Every entry needs to be written out again exactly.
:: Excerpted records
// SPDX-License-Identifier: BUSL-1.1
// Copyright (c) 2026 Alfred Jean LLC

// Allow panic!/unwrap/expect in test code
#![cfg_attr(test, allow(clippy::panic))]
#![cfg_attr(test, allow(clippy::unwrap_used))]
#![cfg_attr(test, allow(clippy::expect_used))]
// Enable coverage(off) attribute for excluding test infrastructure
#![cfg_attr(coverage_nightly, feature(coverage_attribute))]

//! Adapters for external I/O

pub mod interrupt;
pub mod locker;
pub mod prompt;
pub mod remote;
pub mod render;
pub mod slug;
pub mod traced;

pub use interrupt::{InterruptError, Interrupter, SignalInterrupter};
pub use locker::{FileStateLocker, LockError, NoOpStateLocker, StateLocker};
pub use prompt::{Prompt, PromptError, Query, TerminalPrompt};
pub use remote::{
    HttpRemote, LogStream, RemoteClient, RemoteError, RetryAttempt, RetryHook,
};
pub use render::{Renderer, TerminalRenderer};
pub use slug::{pack, IgnoreRules, PackError};
pub use traced::{TracedRemote, TracedStateLocker};

// Test support - only compiled for tests or when explicitly requested
#[cfg(any(test, feature = "test-support"))]
pub use interrupt::FakeInterrupter;
#[cfg(any(test, feature = "test-support"))]
pub use locker::{FakeStateLocker, LockCall};
#[cfg(any(test, feature = "test-support"))]
pub use prompt::FakePrompt;
#[cfg(any(test, feature = "test-support"))]
pub use remote::{FakeRemote, RemoteCall, APPLY_LOG_URL, PLAN_LOG_URL};
#[cfg(any(test, feature = "test-support"))]
pub use render::{FakeRenderer, RenderCall};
::::
== Answer to the problem ==
// SPDX-License-Identifier: BUSL-1.1
// Copyright (c) 2026 Alfred Jean LLC

// Allow panic!/unwrap/expect in test code
#![cfg_attr(test, allow(clippy::panic))]
#![cfg_attr(test, allow(clippy::unwrap_used))]
#![cfg_attr(test, allow(clippy::expect_used))]
// Enable coverage(off) attribute for excluding test infrastructure
#![cfg_attr(coverage_nightly, feature(coverage_attribute))]

//! Adapters for external I/O

pub mod interrupt;
pub mod locker;
pub mod prompt;
pub mod remote;
pub mod render;
pub mod slug;
pub mod traced;

pub use interrupt::{InterruptError, Interrupter, SignalInterrupter};
pub use locker::{FileStateLocker, LockError, NoOpStateLocker, StateLocker};
pub use prompt::{Prompt, PromptError, Query, TerminalPrompt};
pub use remote::{
    HttpRemote, LogStream, RemoteClient, RemoteError, RetryAttempt, RetryHook,
};
pub use render::{Renderer, TerminalRenderer};
pub use slug::{pack, IgnoreRules, PackError};
pub use traced::{TracedRemote, TracedStateLocker};

// Test support - only compiled for tests or when explicitly requested
#[cfg(any(test, feature = "test-support"))]
pub use interrupt::FakeInterrupter;
#[cfg(any(test, feature = "test-support"))]
pub use locker::{FakeStateLocker, LockCall};
#[cfg(any(test, feature = "test-support"))]
pub use prompt::FakePrompt;
#[cfg(any(test, feature = "test-support"))]
pub use remote::{FakeRemote, RemoteCall, APPLY_LOG_URL, PLAN_LOG_URL};
#[cfg(any(test, feature = "test-support"))]
pub use render::{FakeRenderer, RenderCall};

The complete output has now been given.